• _What you will do_: From the first line to the last, write out the records below exactly as they appear.

• _Collected data_:
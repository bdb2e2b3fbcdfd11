//! The scrolling road: a fixed pool of segments plus lateral limits

use super::geometry::Rect;
use super::random::RandomSource;
use super::segment::{ScrollBounds, Segment};
use super::vehicle::Vehicle;
use crate::config::{GenerationConfig, RoadConfig};

/// The road and its segment pool
#[derive(Debug, Clone)]
pub struct Road {
    pub center_x: f32,
    pub width: f32,
    pub lane_count: usize,
    pub segment_height: f32,
    pub viewport_height: f32,
    /// Displacement applied on the last advance
    pub scroll_speed: f32,
    /// Always `ceil(viewport_height / segment_height) + 1` entries
    pub segments: Vec<Segment>,
    generation: GenerationConfig,
}

impl Road {
    /// Build the road and its segment pool
    ///
    /// Segment origins start at `0, -h, -2h, ...`, one more than needed to
    /// cover the viewport so there is always one staged above it.
    pub fn new(config: &RoadConfig, generation: &GenerationConfig, rng: &mut dyn RandomSource) -> Self {
        let count = config.segment_count();
        let segments = (0..count)
            .map(|i| Segment::new(-(i as f32) * config.segment_height, config, generation, rng))
            .collect();

        log::info!(
            "Road initialized: {} lanes, {} segments of height {}",
            config.lane_count,
            count,
            config.segment_height
        );

        Self {
            center_x: config.center_x,
            width: config.width,
            lane_count: config.lane_count,
            segment_height: config.segment_height,
            viewport_height: config.viewport_height,
            scroll_speed: 0.0,
            segments,
            generation: generation.clone(),
        }
    }

    /// Put every pooled segment back at its starting origin with fresh obstacles
    pub fn reset(&mut self, rng: &mut dyn RandomSource) {
        for (i, segment) in self.segments.iter_mut().enumerate() {
            segment.origin_y = -(i as f32) * self.segment_height;
            segment.obstacles = segment.generate_obstacles(&self.generation, rng);
            segment.recycle_count = 0;
        }
        self.scroll_speed = 0.0;
    }

    pub fn bounds(&self) -> ScrollBounds {
        ScrollBounds {
            viewport_height: self.viewport_height,
            staging_top: -(self.segments.len() as f32) * self.segment_height,
        }
    }

    #[inline]
    pub fn left_edge(&self) -> f32 {
        self.center_x - self.width / 2.0
    }

    #[inline]
    pub fn right_edge(&self) -> f32 {
        self.center_x + self.width / 2.0
    }

    /// Centreline x of every lane, left to right
    pub fn lane_positions(&self) -> Vec<f32> {
        let lane_width = self.width / self.lane_count as f32;
        (0..self.lane_count)
            .map(|i| self.left_edge() + lane_width / 2.0 + i as f32 * lane_width)
            .collect()
    }

    /// Scroll every segment, returning how many were recycled
    ///
    /// The displacement is clamped to `±max_speed` so obstacles can never
    /// jump further in one tick than the vehicle could travel.
    pub fn advance(&mut self, scroll_speed: f32, max_speed: f32, rng: &mut dyn RandomSource) -> usize {
        let max_speed = max_speed.abs();
        self.scroll_speed = scroll_speed.clamp(-max_speed, max_speed);

        let bounds = self.bounds();
        let mut recycled = 0;
        for segment in &mut self.segments {
            if segment.advance(self.scroll_speed, bounds, &self.generation, rng) {
                recycled += 1;
            }
        }
        recycled
    }

    /// Pin the vehicle back inside the road edges
    ///
    /// A positional clamp, not a collision response.
    pub fn clamp_lateral(&self, vehicle: &mut Vehicle) {
        let half_width = vehicle.width / 2.0;
        let left = self.left_edge();
        let right = self.right_edge();

        if vehicle.x - half_width < left {
            vehicle.x = left + half_width;
        } else if vehicle.x + half_width > right {
            vehicle.x = right - half_width;
        }
    }

    /// World-space footprints of every obstacle in the pool
    ///
    /// Fills `out` in place so the per-tick buffer can be reused.
    pub fn collect_obstacle_rects(&self, out: &mut Vec<Rect>) {
        out.clear();
        for segment in &self.segments {
            out.extend(segment.world_rects());
        }
    }

    pub fn obstacle_count(&self) -> usize {
        self.segments.iter().map(|s| s.obstacles.len()).sum()
    }
}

• _Your response_:
repository bdb2e2b3fbcdfd11
//! The scrolling road: a fixed pool of segments plus lateral limits

use super::geometry::Rect;
use super::random::RandomSource;
use super::segment::{ScrollBounds, Segment};
use super::vehicle::Vehicle;
use crate::config::{GenerationConfig, RoadConfig};

/// The road and its segment pool
#[derive(Debug, Clone)]
pub struct Road {
    pub center_x: f32,
    pub width: f32,
    pub lane_count: usize,
    pub segment_height: f32,
    pub viewport_height: f32,
    /// Displacement applied on the last advance
    pub scroll_speed: f32,
    /// Always `ceil(viewport_height / segment_height) + 1` entries
    pub segments: Vec<Segment>,
    generation: GenerationConfig,
}

impl Road {
    /// Build the road and its segment pool
    ///
    /// Segment origins start at `0, -h, -2h, ...`, one more than needed to
    /// cover the viewport so there is always one staged above it.
    pub fn new(config: &RoadConfig, generation: &GenerationConfig, rng: &mut dyn RandomSource) -> Self {
        let count = config.segment_count();
        let segments = (0..count)
            .map(|i| Segment::new(-(i as f32) * config.segment_height, config, generation, rng))
            .collect();

        log::info!(
            "Road initialized: {} lanes, {} segments of height {}",
            config.lane_count,
            count,
            config.segment_height
        );

        Self {
            center_x: config.center_x,
            width: config.width,
            lane_count: config.lane_count,
            segment_height: config.segment_height,
            viewport_height: config.viewport_height,
            scroll_speed: 0.0,
            segments,
            generation: generation.clone(),
        }
    }

    /// Put every pooled segment back at its starting origin with fresh obstacles
    pub fn reset(&mut self, rng: &mut dyn RandomSource) {
        for (i, segment) in self.segments.iter_mut().enumerate() {
            segment.origin_y = -(i as f32) * self.segment_height;
            segment.obstacles = segment.generate_obstacles(&self.generation, rng);
            segment.recycle_count = 0;
        }
        self.scroll_speed = 0.0;
    }

    pub fn bounds(&self) -> ScrollBounds {
        ScrollBounds {
            viewport_height: self.viewport_height,
            staging_top: -(self.segments.len() as f32) * self.segment_height,
        }
    }

    #[inline]
    pub fn left_edge(&self) -> f32 {
        self.center_x - self.width / 2.0
    }

    #[inline]
    pub fn right_edge(&self) -> f32 {
        self.center_x + self.width / 2.0
    }

    /// Centreline x of every lane, left to right
    pub fn lane_positions(&self) -> Vec<f32> {
        let lane_width = self.width / self.lane_count as f32;
        (0..self.lane_count)
            .map(|i| self.left_edge() + lane_width / 2.0 + i as f32 * lane_width)
            .collect()
    }

    /// Scroll every segment, returning how many were recycled
    ///
    /// The displacement is clamped to `±max_speed` so obstacles can never
    /// jump further in one tick than the vehicle could travel.
    pub fn advance(&mut self, scroll_speed: f32, max_speed: f32, rng: &mut dyn RandomSource) -> usize {
        let max_speed = max_speed.abs();
        self.scroll_speed = scroll_speed.clamp(-max_speed, max_speed);

        let bounds = self.bounds();
        let mut recycled = 0;
        for segment in &mut self.segments {
            if segment.advance(self.scroll_speed, bounds, &self.generation, rng) {
                recycled += 1;
            }
        }
        recycled
    }

    /// Pin the vehicle back inside the road edges
    ///
    /// A positional clamp, not a collision response.
    pub fn clamp_lateral(&self, vehicle: &mut Vehicle) {
        let half_width = vehicle.width / 2.0;
        let left = self.left_edge();
        let right = self.right_edge();

        if vehicle.x - half_width < left {
            vehicle.x = left + half_width;
        } else if vehicle.x + half_width > right {
            vehicle.x = right - half_width;
        }
    }

    /// World-space footprints of every obstacle in the pool
    ///
    /// Fills `out` in place so the per-tick buffer can be reused.
    pub fn collect_obstacle_rects(&self, out: &mut Vec<Rect>) {
        out.clear();
        for segment in &self.segments {
            out.extend(segment.world_rects());
        }
    }

    pub fn obstacle_count(&self) -> usize {
        self.segments.iter().map(|s| s.obstacles.len()).sum()
    }
}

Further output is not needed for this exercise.